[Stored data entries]
····················

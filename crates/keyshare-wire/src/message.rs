//! PDU types and codec.
//!
//! Every PDU is a single JSON object. Count fields (`NS`, `NL_or_NW`, `NR`)
//! travel alongside their lists and must agree with them on decode.

use crate::error::WireError;
use keyshare_types::error::{ErrorCode, KeyShareError, KeyShareResult};
use keyshare_types::oid::PROTOCOL_ERROR_OID;
use keyshare_types::value::MibValue;
use serde::{Deserialize, Serialize};

/// Largest datagram either side will send or accept (64 KiB).
pub const MAX_DATAGRAM_SIZE: usize = 64 * 1024;

/// Primitive type carried in `Y`.
#[derive(Debug, Clone, Copy, PartialEq, Eq, Hash, Serialize, Deserialize)]
#[serde(from = "i64", into = "i64")]
pub enum Primitive {
    Response,
    Get,
    Set,
    /// Any other integer. Decodes fine; the agent rejects it.
    Unknown(i64),
}

impl From<i64> for Primitive {
    fn from(raw: i64) -> Self {
        match raw {
            0 => Self::Response,
            1 => Self::Get,
            2 => Self::Set,
            other => Self::Unknown(other),
        }
    }
}

impl From<Primitive> for i64 {
    fn from(p: Primitive) -> Self {
        match p {
            Primitive::Response => 0,
            Primitive::Get => 1,
            Primitive::Set => 2,
            Primitive::Unknown(raw) => raw,
        }
    }
}

impl std::fmt::Display for Primitive {
    fn fmt(&self, f: &mut std::fmt::Formatter<'_>) -> std::fmt::Result {
        match self {
            Self::Response => write!(f, "Response"),
            Self::Get => write!(f, "Get"),
            Self::Set => write!(f, "Set"),
            Self::Unknown(_) => write!(f, "Unknown"),
        }
    }
}

/// One `(oid, value)` pair.
///
/// In a GET request the value is the follow count; in a SET request it is
/// the value to write; in a response it is the value read or written.
#[derive(Debug, Clone, PartialEq, Eq, Serialize, Deserialize)]
pub struct VarBind {
    pub oid: String,
    pub value: MibValue,
}

impl VarBind {
    pub fn new(oid: impl Into<String>, value: impl Into<MibValue>) -> Self {
        Self {
            oid: oid.into(),
            value: value.into(),
        }
    }
}

impl std::fmt::Display for VarBind {
    fn fmt(&self, f: &mut std::fmt::Formatter<'_>) -> std::fmt::Result {
        write!(f, "{} = {}", self.oid, self.value)
    }
}

/// One entry of the error list `R`.
#[derive(Debug, Clone, PartialEq, Eq, Serialize, Deserialize)]
pub struct PduError {
    pub oid: String,
    pub code: ErrorCode,
    pub description: String,
}

impl PduError {
    /// Error entry for `oid` describing `err`.
    pub fn new(oid: impl Into<String>, err: &KeyShareError) -> Self {
        Self {
            oid: oid.into(),
            code: err.code(),
            description: err.to_string(),
        }
    }
}

impl std::fmt::Display for PduError {
    fn fmt(&self, f: &mut std::fmt::Formatter<'_>) -> std::fmt::Result {
        write!(f, "{}: {} ({})", self.oid, self.code, self.description)
    }
}

/// A protocol data unit. Immutable once built; the constructors keep every
/// count field consistent with its list.
#[derive(Debug, Clone, PartialEq, Serialize, Deserialize)]
pub struct Pdu {
    /// Security model. Carried, not interpreted.
    #[serde(rename = "S")]
    pub security_model: i64,
    #[serde(rename = "NS")]
    pub security_param_count: u64,
    /// Security model parameters. Carried, not interpreted.
    #[serde(rename = "Q")]
    pub security_params: Vec<serde_json::Value>,
    /// Request id.
    #[serde(rename = "P")]
    pub request_id: u64,
    #[serde(rename = "Y")]
    pub primitive: Primitive,
    #[serde(rename = "NL_or_NW")]
    pub list_len: u64,
    #[serde(rename = "L_or_W")]
    pub list: Vec<VarBind>,
    #[serde(rename = "NR")]
    pub error_count: u64,
    #[serde(rename = "R")]
    pub errors: Vec<PduError>,
}

impl Pdu {
    fn build(
        request_id: u64,
        primitive: Primitive,
        list: Vec<VarBind>,
        errors: Vec<PduError>,
    ) -> Self {
        Self {
            security_model: 0,
            security_param_count: 0,
            security_params: Vec::new(),
            request_id,
            primitive,
            list_len: list.len() as u64,
            list,
            error_count: errors.len() as u64,
            errors,
        }
    }

    /// GET request: each OID plus how many following instances to walk.
    pub fn get<I, S>(request_id: u64, items: I) -> Self
    where
        I: IntoIterator<Item = (S, u32)>,
        S: Into<String>,
    {
        let list = items
            .into_iter()
            .map(|(oid, follow)| VarBind::new(oid, i64::from(follow)))
            .collect();
        Self::build(request_id, Primitive::Get, list, Vec::new())
    }

    /// SET request.
    pub fn set(request_id: u64, list: Vec<VarBind>) -> Self {
        Self::build(request_id, Primitive::Set, list, Vec::new())
    }

    /// Response carrying partial results and the per-item errors.
    pub fn response(request_id: u64, list: Vec<VarBind>, errors: Vec<PduError>) -> Self {
        Self::build(request_id, Primitive::Response, list, errors)
    }

    /// Response rejecting the whole request: no results, one error under
    /// the sentinel OID.
    pub fn protocol_error(request_id: u64, err: &KeyShareError) -> Self {
        Self::response(
            request_id,
            Vec::new(),
            vec![PduError::new(PROTOCOL_ERROR_OID, err)],
        )
    }

    /// Check that every count field agrees with its list.
    pub fn validate(&self) -> KeyShareResult<()> {
        let checks = [
            ("NS", self.security_param_count, self.security_params.len()),
            ("NL_or_NW", self.list_len, self.list.len()),
            ("NR", self.error_count, self.errors.len()),
        ];
        for (field, declared, actual) in checks {
            if declared != actual as u64 {
                return Err(KeyShareError::MalformedPdu(format!(
                    "{field} is {declared} but the list holds {actual} entries"
                )));
            }
        }
        Ok(())
    }

    pub fn is_response(&self) -> bool {
        self.primitive == Primitive::Response
    }
}

impl std::fmt::Display for Pdu {
    fn fmt(&self, f: &mut std::fmt::Formatter<'_>) -> std::fmt::Result {
        let q: Vec<String> = self.security_params.iter().map(|v| v.to_string()).collect();
        let l: Vec<String> = self.list.iter().map(|v| v.to_string()).collect();
        let r: Vec<String> = self.errors.iter().map(|e| e.to_string()).collect();
        writeln!(f, "S  (security model):       {}", self.security_model)?;
        writeln!(f, "NS (security params):      {}", self.security_param_count)?;
        writeln!(f, "Q  (security param list):  [{}]", q.join(", "))?;
        writeln!(f)?;
        writeln!(f, "P  (request id):           {}", self.request_id)?;
        writeln!(
            f,
            "Y  (primitive):            {} ({})",
            i64::from(self.primitive),
            self.primitive
        )?;
        writeln!(f)?;
        writeln!(f, "NL/NW (instance count):    {}", self.list_len)?;
        writeln!(f, "L/W   (instances):         [{}]", l.join(", "))?;
        writeln!(f)?;
        writeln!(f, "NR    (error count):       {}", self.error_count)?;
        write!(f, "R     (errors):            [{}]", r.join(", "))
    }
}

/// Encode a PDU into one datagram.
pub fn encode_pdu(pdu: &Pdu) -> Result<Vec<u8>, WireError> {
    let bytes = serde_json::to_vec(pdu)?;
    if bytes.len() > MAX_DATAGRAM_SIZE {
        return Err(WireError::DatagramTooLarge {
            size: bytes.len(),
            max: MAX_DATAGRAM_SIZE,
        });
    }
    Ok(bytes)
}

/// Decode and validate one datagram.
pub fn decode_pdu(bytes: &[u8]) -> KeyShareResult<Pdu> {
    if bytes.len() > MAX_DATAGRAM_SIZE {
        return Err(KeyShareError::MalformedPdu(format!(
            "datagram of {} bytes exceeds {MAX_DATAGRAM_SIZE}",
            bytes.len()
        )));
    }
    let pdu: Pdu =
        serde_json::from_slice(bytes).map_err(|e| KeyShareError::MalformedPdu(e.to_string()))?;
    pdu.validate()?;
    Ok(pdu)
}

/// Best-effort extraction of `P` from a datagram that failed to decode, so
/// the error can still be addressed to the right request.
pub fn peek_request_id(bytes: &[u8]) -> Option<u64> {
    serde_json::from_slice::<serde_json::Value>(bytes)
        .ok()?
        .get("P")?
        .as_u64()
}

····················

> WHAT YOU HAVE TO DO
Find all the lines with "errors" in the data and copy them.

> SOLUTION
    pub errors: Vec<PduError>,
        errors: Vec<PduError>,
            error_count: errors.len() as u64,
            errors,
    /// Response carrying partial results and the per-item errors.
    pub fn response(request_id: u64, list: Vec<VarBind>, errors: Vec<PduError>) -> Self {
        Self::build(request_id, Primitive::Response, list, errors)
            ("NR", self.error_count, self.errors.len()),
        let r: Vec<String> = self.errors.iter().map(|e| e.to_string()).collect();
        write!(f, "R     (errors):            [{}]", r.join(", "))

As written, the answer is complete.